Create a Seq qhich is then fed into `NameEntityRecognizer.Analyzer.analyze(..)` to create tokens from plain text.

In [15]:
import com.salesforce.op.features.types._
import com.salesforce.op.utils.text.Language

val input = Seq(
    "Salesforce was founded in 1999 by former Oracle executive Marc Benioff, Parker Harris, Dave Moellenhoff, and " + 
    "Frank Dominguez as a company specializing in software as a service. Harris, Moellenhoff, and Dominguez,"+
    " three software developers previously at consulting firm Left Coast Software, were introduced to Benioff through"+
    "a friend and former Oracle colleague Bobby Yazdani.
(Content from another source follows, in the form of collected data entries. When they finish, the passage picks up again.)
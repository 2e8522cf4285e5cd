use thiserror::Error;

#[derive(Error, Debug, Clone, PartialEq, Eq)]
pub enum Error {
    #[error("Invalid state transition from {from} to {to}")]
    InvalidStateTransition { from: String, to: String },

    #[error("Invalid reader type: {name}")]
    InvalidReaderType { name: String },

    #[error("Configuration error: {0}")]
    Config(String),
}

pub type Result<T> = std::result::Result<T, Error>;
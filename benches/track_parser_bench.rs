//! Performance benchmarks for the track parser.
//!
//! The parser runs synchronously on the notification path, so a swipe is
//! only published once parsing returns.
//!
//! # Run Benchmarks
//!
//! ```sh
//! # Run all parser benchmarks
//! cargo bench --bench track_parser_bench
//!
//! # Run one group
//! cargo bench --bench track_parser_bench -- track_parse_failures
//!
//! # Compare against a saved baseline
//! cargo bench --bench track_parser_bench -- --save-baseline before
//! cargo bench --bench track_parser_bench -- --baseline before
//! ```

use criterion::{BenchmarkId, Criterion, Throughput, criterion_group, criterion_main};
use std::hint::black_box;
use swipekit_track::TrackParser;

/// Benchmark successful parses of differently shaped payloads.
fn bench_track_parse(c: &mut Criterion) {
    let mut group = c.benchmark_group("track_parse");

    let payloads: Vec<(&str, &[u8])> = vec![
        ("minimal", &b"%B4111^DOE/JOHN^2512"[..]),
        (
            "track1",
            &b"%B4111111111111111^DOE/JOHN^2512101000000000000000000000000?"[..],
        ),
        (
            "dual_track",
            &b"%B4111111111111111^DOE/JOHN^2512101000000000000000000000000?;4111111111111111=25121010000000000000?"[..],
        ),
        (
            "leading_noise",
            &b";4111111111111111=2512?%Bxx%B%B4111111111111111^MUSTERMANN/ERIKA            ^2706201?"[..],
        ),
    ];

    for (name, payload) in payloads {
        group.throughput(Throughput::Bytes(payload.len() as u64));
        group.bench_with_input(BenchmarkId::new("ok", name), &payload, |b, &raw| {
            b.iter(|| black_box(TrackParser::parse(black_box(raw))));
        });
    }

    group.finish();
}

/// Benchmark rejection paths (garbled swipes and unrelated data).
fn bench_track_parse_failures(c: &mut Criterion) {
    let mut group = c.benchmark_group("track_parse_failures");
    group.throughput(Throughput::Elements(1));

    let long_noise = "x".repeat(1024);
    let scenarios: Vec<(&str, &[u8])> = vec![
        ("empty", &b""[..]),
        ("unrelated_text", &b"hello, this is not a card"[..]),
        ("fragment", &b"%B41111111"[..]),
        ("malformed_name", &b"%B4111111111111111^DOE^2512"[..]),
        ("long_noise", long_noise.as_bytes()),
    ];

    for (name, payload) in scenarios {
        group.bench_function(name, |b| {
            b.iter(|| black_box(TrackParser::parse(black_box(payload))));
        });
    }

    group.finish();
}

criterion_group!(benches, bench_track_parse, bench_track_parse_failures);
criterion_main!(benches);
Harris and team wrote the initial sales automation software,"+
    " which launched to its first customers during Sept-Nov 1999."
    )
val tokens: Seq[TextList] = input.map(x => NameEntityRecognizer.Analyzer.analyze(x, Language.English).toTextList)
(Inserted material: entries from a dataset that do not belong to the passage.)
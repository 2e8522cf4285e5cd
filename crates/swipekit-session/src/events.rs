//! Domain events published by the relay.
//!
//! A [`DomainEvent`] is the normalized form of one hardware notification.
//! External consumers receive it wrapped in an [`EventEnvelope`], named
//! according to the configured [`EventNaming`].

use chrono::{DateTime, Utc};
use serde::{Deserialize, Serialize};
use swipekit_core::CardRecord;

/// Timeout reason for a connection attempt that never completed.
pub const CONNECTION_TIMEOUT_REASON: &str = "Connection timed out.";

/// Timeout reason when host volume is too low to power the reader.
pub const INSUFFICIENT_POWER_REASON: &str =
    "Volume too low. Please maximize volume before reattaching swiper.";

/// Timeout reason when mono audio blocks the reader.
pub const MONO_AUDIO_REASON: &str =
    "Mono audio is enabled. Please disable it in your device settings.";

/// Timeout reason when no card was swiped in time.
pub const SWIPE_TIMEOUT_REASON: &str = "Swipe timed out.";

/// Normalized reader event.
#[derive(Debug, Clone, PartialEq, Eq)]
pub enum DomainEvent {
    /// Reader is powering up.
    Connecting,

    /// Reader connected.
    Connected,

    /// Reader disconnected or the session was deactivated.
    Disconnected,

    /// A connection or swipe attempt timed out.
    Timeout(String),

    /// Swipe data is being read.
    SwipeProcessing,

    /// A swipe could not be read or parsed.
    SwipeError,

    /// A swipe was read and parsed.
    SwipeReceived(CardRecord),
}

/// Naming scheme used for events at the external boundary.
#[derive(Debug, Clone, Copy, PartialEq, Eq, Hash, Default, Serialize, Deserialize)]
#[serde(rename_all = "snake_case")]
pub enum EventNaming {
    /// Short snake_case names (`connected`, `swipe_received`, ...).
    #[default]
    Canonical,

    /// Reader SDK notification names (`uniMagDidConnectNotification`, ...).
    ///
    /// Deactivation is reported as `uniMagDidDisconnectNotification` too,
    /// the same name a reader-initiated disconnect uses.
    Legacy,
}

impl DomainEvent {
    /// Event name under the given naming scheme.
    ///
    /// All timeouts share one legacy name; the reason tells them apart.
    ///
    /// # Examples
    ///
    /// ```
    /// use swipekit_session::{DomainEvent, EventNaming};
    ///
    /// assert_eq!(DomainEvent::Connected.name(EventNaming::Canonical), "connected");
    /// assert_eq!(
    ///     DomainEvent::Connected.name(EventNaming::Legacy),
    ///     "uniMagDidConnectNotification"
    /// );
    /// ```
    pub fn name(&self, naming: EventNaming) -> &'static str {
        match naming {
            EventNaming::Canonical => match self {
                Self::Connecting => "connecting",
                Self::Connected => "connected",
                Self::Disconnected => "disconnected",
                Self::Timeout(_) => "timeout",
                Self::SwipeProcessing => "swipe_processing",
                Self::SwipeError => "swipe_error",
                Self::SwipeReceived(_) => "swipe_received",
            },
            EventNaming::Legacy => match self {
                Self::Connecting => "uniMagPoweringNotification",
                Self::Connected => "uniMagDidConnectNotification",
                Self::Disconnected => "uniMagDidDisconnectNotification",
                Self::Timeout(_) => "uniMagTimeoutSwipeNotification",
                Self::SwipeProcessing => "uniMagDataProcessingNotification",
                Self::SwipeError => "uniMagInvalidSwipeNotification",
                Self::SwipeReceived(_) => "uniMagDidReceiveDataNotification",
            },
        }
    }

    /// JSON payload carried by the event, if any.
    ///
    /// Timeouts carry their reason string, received swipes the parsed record.
    pub fn data(&self) -> Option<serde_json::Value> {
        match self {
            Self::Timeout(reason) => Some(serde_json::Value::String(reason.clone())),
            Self::SwipeReceived(record) => serde_json::to_value(record).ok(),
            _ => None,
        }
    }
}

/// An event as delivered to external consumers.
///
/// # Examples
///
/// ```
/// use swipekit_session::{DomainEvent, EventEnvelope, EventNaming};
///
/// let event = DomainEvent::Timeout("Swipe timed out.".into());
/// let envelope = EventEnvelope::new(&event, EventNaming::Canonical);
/// let json = serde_json::to_value(&envelope).unwrap();
/// assert_eq!(json["name"], "timeout");
/// assert_eq!(json["data"], "Swipe timed out.");
/// ```
#[derive(Debug, Clone, PartialEq, Serialize, Deserialize)]
pub struct EventEnvelope {
    /// Event name under the configured naming scheme.
    pub name: String,

    /// Event payload.
    #[serde(default, skip_serializing_if = "Option::is_none")]
    pub data: Option<serde_json::Value>,

    /// When the envelope was created.
    pub emitted_at: DateTime<Utc>,
}

impl EventEnvelope {
    /// Wrap an event, stamping it with the current time.
    pub fn new(event: &DomainEvent, naming: EventNaming) -> Self {
        Self {
            name: event.name(naming).to_string(),
            data: event.data(),
            emitted_at: Utc::now(),
        }
    }
}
[[TextList(Salesforce, was, founded, in, 1999, by, former, Oracle, executive, Marc, Benioff, ,, Parker, Harris, ,, Dave, Moellenhoff, ,, and, Frank, Dominguez, as, a, company, specializing, in, software, as, a, service, ., Harris, ,, Moellenhoff, ,, and, Dominguez, ,, three, software, developers, previously, at, consulting, firm, Left, Coast, Software, ,, were, introduced, to, Benioff, througha, friend, and, former, Oracle, colleague, Bobby, Yazdani, ., Harris, and, team, wrote, the, initial, sales, automation, software, ,, which, launched, to, its, first, customers, during, Sept-Nov, 1999, .)]]
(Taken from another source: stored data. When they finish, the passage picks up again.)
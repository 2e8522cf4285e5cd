//! Mock reader implementation for testing and development.
//!
//! This module provides a simulated swipe reader that can be controlled
//! programmatically without requiring physical hardware.

pub mod swiper;

pub use swiper::{MockConnector, MockSwiper, MockSwiperHandle};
Instantiate `OpenNLPNameEntityTagger` which is then used to tag tokens to `Person`, `Organization` or `Date`.

In [23]:
import com.salesforce.op.utils.text.OpenNLPNameEntityTagger
import com.salesforce.op.utils.text.NameEntityType
import com.salesforce.op.features.types._

val nerTagger = new OpenNLPNameEntityTagger()

com.salesforce.op.utils.text.OpenNLPNameEntityTagger@2a4edd6d

#### Extract Person tags

We extract by passing following values to `nerTagger` instance defined above

`nerTagger.tag( token, Language.English, Seq(NameEntityType.Person)`

In [53]:
val personEntities = tokens.map { tokenInput => 
      nerTagger.tag(tokenInput.value, Language.English, Seq(NameEntityType.Person)).tokenTags
}
personEntities

[[Map(Parker -> Set(Person), Dominguez -> Set(Person), Benioff -> Set(Person), Yazdani -> Set(Person), Frank -> Set(Person), Marc -> Set(Person), Bobby -> Set(Person), Moellenhoff -> Set(Person), Dave -> Set(Person), Harris -> Set(Person))]]

#### Extract Date

In [55]:
val dateEntities = tokens.map { tokenInput => 
      nerTagger.tag(tokenInput.value, Language.English, Seq(NameEntityType.Date)).tokenTags
}
dateEntities

[[Map(1999 -> Set(Date))]]

#### Extract Organization

In [56]:
val organizationEntities = tokens.map  { tokenInput => 
      nerTagger.tag(tokenInput.value, Language.English, Seq(NameEntityType.Organization)).tokenTags
}
organizationEntities

[[Map(Oracle -> Set(Organization))]]